In cortical collecting ducts (CCDs) perfused in vitro, inhibiting the epithelial Na+ channel (ENaC) reduces Cl− absorption. Since ENaC does not transport Cl−, the purpose of this study was to determine how ENaC modulates Cl− absorption. Thus, Cl− absorption was measured in CCDs perfused in vitro that were taken from mice given aldosterone for 7 days. In wild-type mice, we observed no effect of luminal hydrochlorothiazide on either Cl− absorption or transepithelial voltage ( V T).
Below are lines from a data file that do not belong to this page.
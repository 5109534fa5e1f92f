//! Parsers for `zfs list -H -p` output.
//!
//! `-H` gives tab separated fields with no header, `-p` gives exact numeric values.

use crate::types::{DatasetRecord, SnapshotRecord};

/// Parses `name<TAB>mounted` rows.
pub fn parse_datasets(output: &str) -> Result<Vec<DatasetRecord>, String> {
    output
        .lines()
        .filter(|line| !line.trim().is_empty())
        .map(|line| {
            let mut fields = line.split('\t');
            match (fields.next(), fields.next()) {
                (Some(name), Some(mounted)) if !name.is_empty() => Ok(DatasetRecord {
                    name: name.to_string(),
                    mounted: parse_mounted(mounted)?,
                }),
                _ => Err(format!("malformed dataset row: {:?}", line)),
            }
        })
        .collect()
}

/// Parses `dataset@label<TAB>creation` rows.
pub fn parse_snapshots(output: &str) -> Result<Vec<SnapshotRecord>, String> {
    output
        .lines()
        .filter(|line| !line.trim().is_empty())
        .map(|line| {
            let mut fields = line.split('\t');
            let (Some(name), Some(creation)) = (fields.next(), fields.next()) else {
                return Err(format!("malformed snapshot row: {:?}", line));
            };

            let (dataset, label) = name
                .split_once('@')
                .ok_or_else(|| format!("snapshot name without '@': {}", name))?;

            let creation = creation
                .trim()
                .parse::<i64>()
                .map_err(|e| format!("bad creation time for {}: {}", name, e))?;

            Ok(SnapshotRecord {
                dataset: dataset.to_string(),
                label: label.to_string(),
                creation,
            })
        })
        .collect()
}

fn parse_mounted(value: &str) -> Result<bool, String> {
    match value.trim() {
        "yes" => Ok(true),
        // "-" is reported for datasets that cannot be mounted at all
        "no" | "-" => Ok(false),
        other => Err(format!("unknown mounted value: {}", other)),
    }
}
However, application of an ENaC inhibitor [benzamil (3 μM)] to the luminal fluid or application of a Na+-K+-ATPase inhibitor to the bath reduced Cl− absorption by ∼66–75% and nearly obliterated lumen-negative V T. In contrast, ENaC inhibition had no effect in CCDs from collecting duct-specific ENaC-null mice (Hoxb7:CRE, Scnn1aloxlox). Whereas benzamil-sensitive Cl− absorption did not depend on CFTR, application of a Na+-K+-2Cl− cotransport inhibitor (bumetanide) to the bath or ablation of the gene encoding Na+-K+-2Cl− cotransporter 1 (NKCC1) blunted benzamil-sensitive Cl− absorption, although the benzamil-sensitive component of V T was unaffected. In conclusion, first, in CCDs from aldosterone-treated mice, most Cl− absorption is benzamil sensitive, whereas thiazide-sensitive Cl− absorption is undetectable. Second, benzamil-sensitive Cl− absorption occurs by inhibition of ENaC, possibly due to elimination of lumen-negative V T. Finally, benzamil-sensitive Cl− flux occurs, at least in part, through transcellular transport through a pathway that depends on NKCC1.